WESTERN
Atheism in Christianity
Michael Harrington: cultural Catholic
Perhaps it can be said that religion is not disappearing but only "relocating."
But the new religions that the social scientists are so fond of are, almost
without exception, personal rather than social. They are part of what Daniel Bell
has called a "retreat to the private world where religions have authority only
over their followers and not over any other section of the polity or society."
That is the definition of the abyss which lies between religion as the expression
of the values of a community and religion as a matter of private belief. The
latter may well be profound and even holy, but it is not the organizing principle
of a civilization. That is what Judeo-christianity was for several millennia.

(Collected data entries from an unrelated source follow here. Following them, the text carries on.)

use axum::{
    Form,
    extract::State,
    response::{Html, IntoResponse, Redirect, Response},
};
use axum_extra::extract::cookie::PrivateCookieJar;
use tracing::info;

use crate::handlers::pages::LOGIN_HTML;
use crate::middleware::auth::{AdminSession, clear_session_cookie, session_cookie};
use crate::service::password::verify_password;
use crate::types::api::LoginForm;
use crate::{WheelError, router::WheelState};

pub async fn login_page() -> Html<&'static str> {
    Html(LOGIN_HTML)
}

/// POST /login -> sets the session cookie and redirects to /admin, or shows the form again.
pub async fn login(
    State(state): State<WheelState>,
    jar: PrivateCookieJar,
    Form(form): Form<LoginForm>,
) -> Result<Response, WheelError> {
    let user = state.storage.find_user_by_username(&form.username).await?;

    if let Some(user) = user
        && verify_password(&form.password, &user.password_hash).await?
    {
        info!(user_id = user.id, username = %user.username, "admin logged in");
        let jar = jar.add(session_cookie(user.id, &state));
        return Ok((jar, Redirect::to("/admin")).into_response());
    }

    info!(username = %form.username, "login rejected");
    Ok(Html(LOGIN_HTML).into_response())
}

pub async fn logout(session: AdminSession, jar: PrivateCookieJar) -> impl IntoResponse {
    info!(user_id = session.user_id, "admin logged out");
    (jar.remove(clear_session_cookie()), Redirect::to("/"))
}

That is why it is so sorely missed now. 4
In the seventeenth century, the Catholic Church turned its back upon the
possibility of winning over Chinese civilization--by converting its
elite--because it insisted upon imposing its own theological terms upon a Chinese
culture that could not understand them. The Holy Spirit was transliterated into
Chinese as the "Superitsu Santo" and the Holy Office officially declared that the
ancient Chinese were idolators; the moderns, atheists. Voltaire agreed
with Rome on that last point and in the process committed its error under the
guise of sympathy and tolerance. He congratulated the Chinese on being so much
like himself. ... But the Chinese, "among all peoples, ancient and recent,
primitive and modern, are apparently unique in having no creation myths. ... that
is, they have regarded the world and man as uncreated, as constituting the
central features of a spontaneously self-generating cosmos having no creator, god
or ultimate cause external to itself." --Frederick Mote 5
I left the Catholic Church almost thirty years ago. It is relevant to my present
attitudes that even though I rejected the Church, it provided me with my original
idea of what religion is. And I clearly remain a "cultural Catholic," much
as an atheist Jew is culturally Jewish. ... To complicate matters further,
I consider myself to be--in Max Weber's phrase--"religiously musical" even though
I do not believe in God. ... I am, then, what Georg Simmel called a "religious
nature without religion," a pious man of deep faith, but not in the
supernatural. And to move now from autobiographical to the political, i think
that in the late twentieth century serious atheists and serious believers have
more in common with one another than with mindless, de facto atheists (who
often affirm some vague and sentimental God) and routine churchgoers. Both have
looked into the same void at the center of this incredible age. So it is, for
instance, that the contemporary Catholic theologian Jürgen Moltmann concedes, even as he affirms the existence
of a nontraditional God, that the tragedies of contemporary history corroborate
the atheist argument from disorder, rather that the theistic argument from
design. More to my point, the committed believers and unbelievers now have the
same enemy: the humdrum nihilism of everyday live in much of Western
society. 10-11
In the Enlightenment, geniuses deeply convinced of the political necessity of
religion undermined the very foundation of faith by revealing the atheist
implications of the discoveries made by pious scientists. 12 Yet, [Heinrich]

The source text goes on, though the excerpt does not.